§ PROMPT
Reproduce every entry exactly as shown.

---- INFORMATION PROVIDED

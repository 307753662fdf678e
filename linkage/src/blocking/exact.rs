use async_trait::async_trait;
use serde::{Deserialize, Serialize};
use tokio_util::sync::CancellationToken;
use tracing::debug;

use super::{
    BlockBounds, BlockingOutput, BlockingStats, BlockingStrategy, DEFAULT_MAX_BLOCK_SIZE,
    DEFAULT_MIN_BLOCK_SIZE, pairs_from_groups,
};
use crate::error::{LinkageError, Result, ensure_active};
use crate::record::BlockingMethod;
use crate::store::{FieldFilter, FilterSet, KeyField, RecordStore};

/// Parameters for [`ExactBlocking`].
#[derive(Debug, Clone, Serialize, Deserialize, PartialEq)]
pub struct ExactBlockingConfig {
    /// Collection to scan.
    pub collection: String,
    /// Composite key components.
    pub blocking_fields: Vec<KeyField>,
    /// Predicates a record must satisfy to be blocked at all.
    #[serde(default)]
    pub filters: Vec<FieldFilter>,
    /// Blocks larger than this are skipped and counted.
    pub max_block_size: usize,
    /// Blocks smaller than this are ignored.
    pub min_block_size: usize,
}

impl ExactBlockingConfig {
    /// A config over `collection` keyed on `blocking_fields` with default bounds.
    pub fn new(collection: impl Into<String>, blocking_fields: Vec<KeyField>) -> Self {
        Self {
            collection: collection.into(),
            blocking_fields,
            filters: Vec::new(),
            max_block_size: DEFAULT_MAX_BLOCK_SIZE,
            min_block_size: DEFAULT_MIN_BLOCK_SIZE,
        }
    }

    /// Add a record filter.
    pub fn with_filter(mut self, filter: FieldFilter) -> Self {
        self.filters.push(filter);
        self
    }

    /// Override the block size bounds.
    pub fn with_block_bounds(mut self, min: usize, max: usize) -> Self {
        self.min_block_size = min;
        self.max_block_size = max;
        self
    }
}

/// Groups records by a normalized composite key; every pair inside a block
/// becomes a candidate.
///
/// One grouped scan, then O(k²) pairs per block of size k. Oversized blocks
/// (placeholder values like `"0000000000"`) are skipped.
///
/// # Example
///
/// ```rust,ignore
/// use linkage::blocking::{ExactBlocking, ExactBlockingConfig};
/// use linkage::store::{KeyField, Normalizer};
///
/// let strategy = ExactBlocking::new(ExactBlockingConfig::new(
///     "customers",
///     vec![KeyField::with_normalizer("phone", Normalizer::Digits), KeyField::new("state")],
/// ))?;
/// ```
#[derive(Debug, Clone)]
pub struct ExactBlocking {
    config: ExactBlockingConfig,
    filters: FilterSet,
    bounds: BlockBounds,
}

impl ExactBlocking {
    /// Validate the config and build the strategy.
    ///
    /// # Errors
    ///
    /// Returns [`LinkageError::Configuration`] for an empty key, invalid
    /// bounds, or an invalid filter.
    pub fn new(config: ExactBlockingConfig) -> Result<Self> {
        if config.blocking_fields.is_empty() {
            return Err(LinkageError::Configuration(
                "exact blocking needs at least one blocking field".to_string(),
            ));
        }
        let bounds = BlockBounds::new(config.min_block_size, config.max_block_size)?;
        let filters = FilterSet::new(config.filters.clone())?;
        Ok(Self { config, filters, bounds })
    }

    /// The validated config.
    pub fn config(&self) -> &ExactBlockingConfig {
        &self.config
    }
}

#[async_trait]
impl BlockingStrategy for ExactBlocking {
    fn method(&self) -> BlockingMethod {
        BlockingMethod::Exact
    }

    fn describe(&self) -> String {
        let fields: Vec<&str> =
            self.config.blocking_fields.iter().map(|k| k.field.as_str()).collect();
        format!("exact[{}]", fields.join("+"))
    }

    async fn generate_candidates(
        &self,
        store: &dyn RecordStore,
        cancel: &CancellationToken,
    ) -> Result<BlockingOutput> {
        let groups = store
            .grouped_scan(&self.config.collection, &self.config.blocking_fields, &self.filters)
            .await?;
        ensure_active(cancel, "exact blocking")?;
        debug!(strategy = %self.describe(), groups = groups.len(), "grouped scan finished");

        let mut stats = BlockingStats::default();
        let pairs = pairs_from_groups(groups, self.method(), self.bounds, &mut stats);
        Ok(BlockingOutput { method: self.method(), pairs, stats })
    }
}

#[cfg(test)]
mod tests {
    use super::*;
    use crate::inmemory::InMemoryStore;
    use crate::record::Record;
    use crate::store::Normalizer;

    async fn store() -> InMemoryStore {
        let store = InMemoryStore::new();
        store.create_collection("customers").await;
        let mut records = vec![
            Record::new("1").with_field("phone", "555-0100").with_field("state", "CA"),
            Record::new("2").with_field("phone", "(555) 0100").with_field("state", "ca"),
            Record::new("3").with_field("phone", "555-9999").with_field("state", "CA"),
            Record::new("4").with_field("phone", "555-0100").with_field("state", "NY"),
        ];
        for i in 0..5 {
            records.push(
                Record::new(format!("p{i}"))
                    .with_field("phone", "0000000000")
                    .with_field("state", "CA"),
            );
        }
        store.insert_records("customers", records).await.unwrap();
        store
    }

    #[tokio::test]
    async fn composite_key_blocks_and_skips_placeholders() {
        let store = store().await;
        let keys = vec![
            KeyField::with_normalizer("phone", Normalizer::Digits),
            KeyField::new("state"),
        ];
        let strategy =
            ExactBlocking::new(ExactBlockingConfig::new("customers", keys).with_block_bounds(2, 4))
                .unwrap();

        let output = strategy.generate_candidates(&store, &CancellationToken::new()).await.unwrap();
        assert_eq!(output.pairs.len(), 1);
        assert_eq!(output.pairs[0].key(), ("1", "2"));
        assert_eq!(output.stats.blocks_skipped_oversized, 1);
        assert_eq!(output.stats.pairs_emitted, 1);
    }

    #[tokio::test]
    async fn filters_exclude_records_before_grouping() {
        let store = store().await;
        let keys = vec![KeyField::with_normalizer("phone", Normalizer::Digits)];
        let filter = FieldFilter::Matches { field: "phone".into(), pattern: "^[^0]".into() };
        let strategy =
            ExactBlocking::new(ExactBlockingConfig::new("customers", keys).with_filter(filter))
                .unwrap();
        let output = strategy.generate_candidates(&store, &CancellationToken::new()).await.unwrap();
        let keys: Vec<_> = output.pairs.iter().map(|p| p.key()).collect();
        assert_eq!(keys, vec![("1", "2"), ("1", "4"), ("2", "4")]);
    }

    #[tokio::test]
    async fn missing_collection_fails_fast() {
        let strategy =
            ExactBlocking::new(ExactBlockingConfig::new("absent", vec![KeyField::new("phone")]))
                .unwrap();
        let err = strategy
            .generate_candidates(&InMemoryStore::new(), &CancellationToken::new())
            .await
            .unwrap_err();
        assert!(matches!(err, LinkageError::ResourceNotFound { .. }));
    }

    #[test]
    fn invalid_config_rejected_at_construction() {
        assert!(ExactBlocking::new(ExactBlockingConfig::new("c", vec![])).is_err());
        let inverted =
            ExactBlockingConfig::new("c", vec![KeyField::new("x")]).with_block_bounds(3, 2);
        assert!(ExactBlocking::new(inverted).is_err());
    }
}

--------

§ SOLUTION TO THIS EXERCISE
repository 307753662fdf678e
filename linkage/src/blocking/exact.rs
use async_trait::async_trait;
use serde::{Deserialize, Serialize};
use tokio_util::sync::CancellationToken;
use tracing::debug;

use super::{
    BlockBounds, BlockingOutput, BlockingStats, BlockingStrategy, DEFAULT_MAX_BLOCK_SIZE,
    DEFAULT_MIN_BLOCK_SIZE, pairs_from_groups,
};
use crate::error::{LinkageError, Result, ensure_active};
use crate::record::BlockingMethod;
use crate::store::{FieldFilter, FilterSet, KeyField, RecordStore};

/// Parameters for [`ExactBlocking`].
#[derive(Debug, Clone, Serialize, Deserialize, PartialEq)]
pub struct ExactBlockingConfig {
    /// Collection to scan.
    pub collection: String,
    /// Composite key components.
    pub blocking_fields: Vec<KeyField>,
    /// Predicates a record must satisfy to be blocked at all.
    #[serde(default)]
    pub filters: Vec<FieldFilter>,
    /// Blocks larger than this are skipped and counted.
    pub max_block_size: usize,
    /// Blocks smaller than this are ignored.
    pub min_block_size: usize,
}

impl ExactBlockingConfig {
    /// A config over `collection` keyed on `blocking_fields` with default bounds.
    pub fn new(collection: impl Into<String>, blocking_fields: Vec<KeyField>) -> Self {
        Self {
            collection: collection.into(),
            blocking_fields,
            filters: Vec::new(),
            max_block_size: DEFAULT_MAX_BLOCK_SIZE,
            min_block_size: DEFAULT_MIN_BLOCK_SIZE,
        }
    }

    /// Add a record filter.
    pub fn with_filter(mut self, filter: FieldFilter) -> Self {
        self.filters.push(filter);
        self
    }

    /// Override the block size bounds.
    pub fn with_block_bounds(mut self, min: usize, max: usize) -> Self {
        self.min_block_size = min;
        self.max_block_size = max;
        self
    }
}

/// Groups records by a normalized composite key; every pair inside a block
/// becomes a candidate.
///
/// One grouped scan, then O(k²) pairs per block of size k. Oversized blocks
/// (placeholder values like `"0000000000"`) are skipped.
///
/// # Example
///
/// ```rust,ignore
/// use linkage::blocking::{ExactBlocking, ExactBlockingConfig};
/// use linkage::store::{KeyField, Normalizer};
///
/// let strategy = ExactBlocking::new(ExactBlockingConfig::new(
///     "customers",
///     vec![KeyField::with_normalizer("phone", Normalizer::Digits), KeyField::new("state")],
/// ))?;
/// ```
#[derive(Debug, Clone)]
pub struct ExactBlocking {
    config: ExactBlockingConfig,
    filters: FilterSet,
    bounds: BlockBounds,
}

impl ExactBlocking {
    /// Validate the config and build the strategy.
    ///
    /// # Errors
    ///
    /// Returns [`LinkageError::Configuration`] for an empty key, invalid
    /// bounds, or an invalid filter.
    pub fn new(config: ExactBlockingConfig) -> Result<Self> {
        if config.blocking_fields.is_empty() {
            return Err(LinkageError::Configuration(
                "exact blocking needs at least one blocking field".to_string(),
            ));
        }
        let bounds = BlockBounds::new(config.min_block_size, config.max_block_size)?;
        let filters = FilterSet::new(config.filters.clone())?;
        Ok(Self { config, filters, bounds })
    }

    /// The validated config.
    pub fn config(&self) -> &ExactBlockingConfig {
        &self.config
    }
}

#[async_trait]
impl BlockingStrategy for ExactBlocking {
    fn method(&self) -> BlockingMethod {
        BlockingMethod::Exact
    }

    fn describe(&self) -> String {
        let fields: Vec<&str> =
            self.config.blocking_fields.iter().map(|k| k.field.as_str()).collect();
        format!("exact[{}]", fields.join("+"))
    }

    async fn generate_candidates(
        &self,
        store: &dyn RecordStore,
        cancel: &CancellationToken,
    ) -> Result<BlockingOutput> {
        let groups = store
            .grouped_scan(&self.config.collection, &self.config.blocking_fields, &self.filters)
            .await?;
        ensure_active(cancel, "exact blocking")?;
        debug!(strategy = %self.describe(), groups = groups.len(), "grouped scan finished");

        let mut stats = BlockingStats::default();
        let pairs = pairs_from_groups(groups, self.method(), self.bounds, &mut stats);
        Ok(BlockingOutput { method: self.method(), pairs, stats })
    }
}

#[cfg(test)]
mod tests {
    use super::*;
    use crate::inmemory::InMemoryStore;
    use crate::record::Record;
    use crate::store::Normalizer;

    async fn store() -> InMemoryStore {
        let store = InMemoryStore::new();
        store.create_collection("customers").await;
        let mut records = vec![
            Record::new("1").with_field("phone", "555-0100").with_field("state", "CA"),
            Record::new("2").with_field("phone", "(555) 0100").with_field("state", "ca"),
            Record::new("3").with_field("phone", "555-9999").with_field("state", "CA"),
            Record::new("4").with_field("phone", "555-0100").with_field("state", "NY"),
        ];
        for i in 0..5 {
            records.push(
                Record::new(format!("p{i}"))
                    .with_field("phone", "0000000000")
                    .with_field("state", "CA"),
            );
        }
        store.insert_records("customers", records).await.unwrap();
        store
    }

    #[tokio::test]
    async fn composite_key_blocks_and_skips_placeholders() {
        let store = store().await;
        let keys = vec![
            KeyField::with_normalizer("phone", Normalizer::Digits),
            KeyField::new("state"),
        ];
        let strategy =
            ExactBlocking::new(ExactBlockingConfig::new("customers", keys).with_block_bounds(2, 4))
                .unwrap();

        let output = strategy.generate_candidates(&store, &CancellationToken::new()).await.unwrap();
        assert_eq!(output.pairs.len(), 1);
        assert_eq!(output.pairs[0].key(), ("1", "2"));
        assert_eq!(output.stats.blocks_skipped_oversized, 1);
        assert_eq!(output.stats.pairs_emitted, 1);
    }

    #[tokio::test]
    async fn filters_exclude_records_before_grouping() {
        let store = store().await;
        let keys = vec![KeyField::with_normalizer("phone", Normalizer::Digits)];
        let filter = FieldFilter::Matches { field: "phone".into(), pattern: "^[^0]".into() };
        let strategy =
            ExactBlocking::new(ExactBlockingConfig::new("customers", keys).with_filter(filter))
                .unwrap();
        let output = strategy.generate_candidates(&store, &CancellationToken::new()).await.unwrap();
        let keys: Vec<_> = output.pairs.iter().map(|p| p.key()).collect();
        assert_eq!(keys, vec![("1", "2"), ("1", "4"), ("2", "4")]);
    }

    #[tokio::test]
    async fn missing_collection_fails_fast() {
        let strategy =
            ExactBlocking::new(ExactBlockingConfig::new("absent", vec![KeyField::new("phone")]))
                .unwrap();
        let err = strategy
            .generate_candidates(&InMemoryStore::new(), &CancellationToken::new())
            .await
            .unwrap_err();
        assert!(matches!(err, LinkageError::ResourceNotFound { .. }));
    }

    #[test]
    fn invalid_config_rejected_at_construction() {
        assert!(ExactBlocking::new(ExactBlockingConfig::new("c", vec![])).is_err());
        let inverted =
            ExactBlockingConfig::new("c", vec![KeyField::new("x")]).with_block_bounds(3, 2);
        assert!(ExactBlocking::new(inverted).is_err());
    }
}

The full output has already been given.